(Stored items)

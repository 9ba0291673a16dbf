//! Structured error taxonomy for graph execution.
//!
//! One sum type, not an inheritance hierarchy, carrying the kind-specific
//! fields and the `context` map the graph runner, retry supervisor, and
//! error middleware all need (see `graph::retry` and `graph::middleware`).

use std::collections::HashMap;

use thiserror::Error;

/// A structured graph execution error.
///
/// Every variant carries a `context` map so that `with_context` can attach
/// diagnostic key/value pairs without losing the original error (errors are
/// value types: `with_context` returns a new `GraphError`).
#[derive(Debug, Clone, Error)]
pub enum GraphError {
    /// Graph or message is structurally illegal (bad edges, bad entry point,
    /// illegal state transition). Never retried, always surfaced.
    #[error("validation error: {message}")]
    Validation {
        message: String,
        context: HashMap<String, String>,
    },

    /// An invariant was violated during execution (unknown node id reached
    /// mid-run, edge selection found no node and the message was not yet
    /// terminal, etc).
    #[error("execution error: {message}")]
    Execution {
        message: String,
        context: HashMap<String, String>,
    },

    /// A lookup failed. Raised as `Validation` if caught at graph-build time,
    /// `Execution`-severity (this variant) if caught at run time.
    #[error("lookup error: {message}")]
    Lookup {
        message: String,
        context: HashMap<String, String>,
    },

    /// A `ToolResolver` could not find the requested tool.
    #[error("tool lookup error: name={name} namespace={namespace:?}")]
    ToolLookup {
        name: String,
        namespace: Option<String>,
        context: HashMap<String, String>,
    },

    /// A tool ran but reported failure, or raised while running.
    #[error("tool error: {message}")]
    Tool {
        message: String,
        context: HashMap<String, String>,
    },

    /// Recoverable: transport/connectivity failure.
    #[error("network error: {message}")]
    Network {
        message: String,
        context: HashMap<String, String>,
    },

    /// Recoverable: an operation exceeded its deadline.
    #[error("timeout error: {message}")]
    Timeout {
        message: String,
        context: HashMap<String, String>,
    },

    /// Recoverable: caller has been throttled upstream.
    #[error("rate limit error: {message}")]
    RateLimit {
        message: String,
        context: HashMap<String, String>,
    },

    /// Recoverable: a transient failure that doesn't fit a narrower kind.
    #[error("retryable error: {message}")]
    Retryable {
        message: String,
        context: HashMap<String, String>,
    },

    /// Authorization/security failure. Always surfaced immediately.
    #[error("authorization error: {message}")]
    Authorization {
        message: String,
        context: HashMap<String, String>,
    },

    /// The run was cancelled; surfaced as a terminal CANCELLED state.
    #[error("cancelled: {message}")]
    Cancellation {
        message: String,
        context: HashMap<String, String>,
    },
}

impl GraphError {
    pub fn validation(message: impl Into<String>) -> Self {
        GraphError::Validation {
            message: message.into(),
            context: HashMap::new(),
        }
    }

    pub fn execution(message: impl Into<String>) -> Self {
        GraphError::Execution {
            message: message.into(),
            context: HashMap::new(),
        }
    }

    pub fn lookup(message: impl Into<String>) -> Self {
        GraphError::Lookup {
            message: message.into(),
            context: HashMap::new(),
        }
    }

    pub fn tool_lookup(name: impl Into<String>, namespace: Option<String>) -> Self {
        GraphError::ToolLookup {
            name: name.into(),
            namespace,
            context: HashMap::new(),
        }
    }

    pub fn tool(message: impl Into<String>) -> Self {
        GraphError::Tool {
            message: message.into(),
            context: HashMap::new(),
        }
    }

    pub fn network(message: impl Into<String>) -> Self {
        GraphError::Network {
            message: message.into(),
            context: HashMap::new(),
        }
    }

    pub fn timeout(message: impl Into<String>) -> Self {
        GraphError::Timeout {
            message: message.into(),
            context: HashMap::new(),
        }
    }

    pub fn rate_limit(message: impl Into<String>) -> Self {
        GraphError::RateLimit {
            message: message.into(),
            context: HashMap::new(),
        }
    }

    pub fn retryable(message: impl Into<String>) -> Self {
        GraphError::Retryable {
            message: message.into(),
            context: HashMap::new(),
        }
    }

    pub fn authorization(message: impl Into<String>) -> Self {
        GraphError::Authorization {
            message: message.into(),
            context: HashMap::new(),
        }
    }

    pub fn cancellation(message: impl Into<String>) -> Self {
        GraphError::Cancellation {
            message: message.into(),
            context: HashMap::new(),
        }
    }

    /// A short machine-readable code, stable across `Display` wording changes.
    pub fn code(&self) -> &'static str {
        match self {
            GraphError::Validation { .. } => "validation_error",
            GraphError::Execution { .. } => "execution_error",
            GraphError::Lookup { .. } => "lookup_error",
            GraphError::ToolLookup { .. } => "tool_lookup_error",
            GraphError::Tool { .. } => "tool_error",
            GraphError::Network { .. } => "network_error",
            GraphError::Timeout { .. } => "timeout_error",
            GraphError::RateLimit { .. } => "rate_limit_error",
            GraphError::Retryable { .. } => "retryable_error",
            GraphError::Authorization { .. } => "authorization_error",
            GraphError::Cancellation { .. } => "cancellation_error",
        }
    }

    /// The recoverable subset the retry supervisor and `onError` middleware
    /// consult: Tool, Network, Timeout, RateLimit, Retryable. Everything else
    /// (Validation, Execution, Lookup, Authorization, Cancellation) is
    /// unrecoverable.
    pub fn is_recoverable(&self) -> bool {
        matches!(
            self,
            GraphError::Tool { .. }
                | GraphError::Network { .. }
                | GraphError::Timeout { .. }
                | GraphError::RateLimit { .. }
                | GraphError::Retryable { .. }
        )
    }

    pub fn context(&self) -> &HashMap<String, String> {
        match self {
            GraphError::Validation { context, .. }
            | GraphError::Execution { context, .. }
            | GraphError::Lookup { context, .. }
            | GraphError::ToolLookup { context, .. }
            | GraphError::Tool { context, .. }
            | GraphError::Network { context, .. }
            | GraphError::Timeout { context, .. }
            | GraphError::RateLimit { context, .. }
            | GraphError::Retryable { context, .. }
            | GraphError::Authorization { context, .. }
            | GraphError::Cancellation { context, .. } => context,
        }
    }

    /// Returns a new error with `(key, value)` attached to its context map.
    /// Errors are value types; this never mutates `self`.
    pub fn with_context(mut self, key: impl Into<String>, value: impl Into<String>) -> Self {
        let ctx = match &mut self {
            GraphError::Validation { context, .. }
            | GraphError::Execution { context, .. }
            | GraphError::Lookup { context, .. }
            | GraphError::ToolLookup { context, .. }
            | GraphError::Tool { context, .. }
            | GraphError::Network { context, .. }
            | GraphError::Timeout { context, .. }
            | GraphError::RateLimit { context, .. }
            | GraphError::Retryable { context, .. }
            | GraphError::Authorization { context, .. }
            | GraphError::Cancellation { context, .. } => context,
        };
        ctx.insert(key.into(), value.into());
        self
    }
}

/// Result alias used throughout the crate, using `std::result` directly
/// rather than a hand-rolled `Success(T) | Failure(Error)` duplicate — the
/// two are isomorphic and this one composes with `?`.
pub type GraphResult<T> = std::result::Result<T, GraphError>;

#[cfg(test)]
mod tests {
    use super::*;

    /// **Scenario**: `with_context` attaches a key without mutating the
    /// original error's Display text.
    #[test]
    fn with_context_attaches_without_changing_display() {
        let err = GraphError::tool_lookup("missing", Some("ns".to_string()));
        let before = err.to_string();
        let enriched = err.with_context("node_id", "classifier");
        assert_eq!(enriched.to_string(), before);
        assert_eq!(
            enriched.context().get("node_id"),
            Some(&"classifier".to_string())
        );
    }

    /// **Scenario**: recoverable classification matches §4.2's split exactly.
    #[test]
    fn recoverable_subset_matches_taxonomy() {
        assert!(GraphError::tool("x").is_recoverable());
        assert!(GraphError::network("x").is_recoverable());
        assert!(GraphError::timeout("x").is_recoverable());
        assert!(GraphError::rate_limit("x").is_recoverable());
        assert!(GraphError::retryable("x").is_recoverable());

        assert!(!GraphError::validation("x").is_recoverable());
        assert!(!GraphError::execution("x").is_recoverable());
        assert!(!GraphError::lookup("x").is_recoverable());
        assert!(!GraphError::authorization("x").is_recoverable());
        assert!(!GraphError::cancellation("x").is_recoverable());
    }

    #[test]
    fn tool_lookup_error_display_contains_name_and_namespace() {
        let err = GraphError::tool_lookup("missing", Some("ns".to_string()));
        let s = err.to_string();
        assert!(s.contains("missing"));
        assert!(s.contains("ns"));
    }
}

▸ Exercise directions
Nothing beyond the line that contains "Every variant carries" belongs in the answer; reproduce the entries exactly from their first line through it.

▸ Result for this task
repository 9ba0291673a16dbf
//! Structured error taxonomy for graph execution.
//!
//! One sum type, not an inheritance hierarchy, carrying the kind-specific
//! fields and the `context` map the graph runner, retry supervisor, and
//! error middleware all need (see `graph::retry` and `graph::middleware`).

use std::collections::HashMap;

use thiserror::Error;

/// A structured graph execution error.
///
/// Every variant carries a `context` map so that `with_context` can attach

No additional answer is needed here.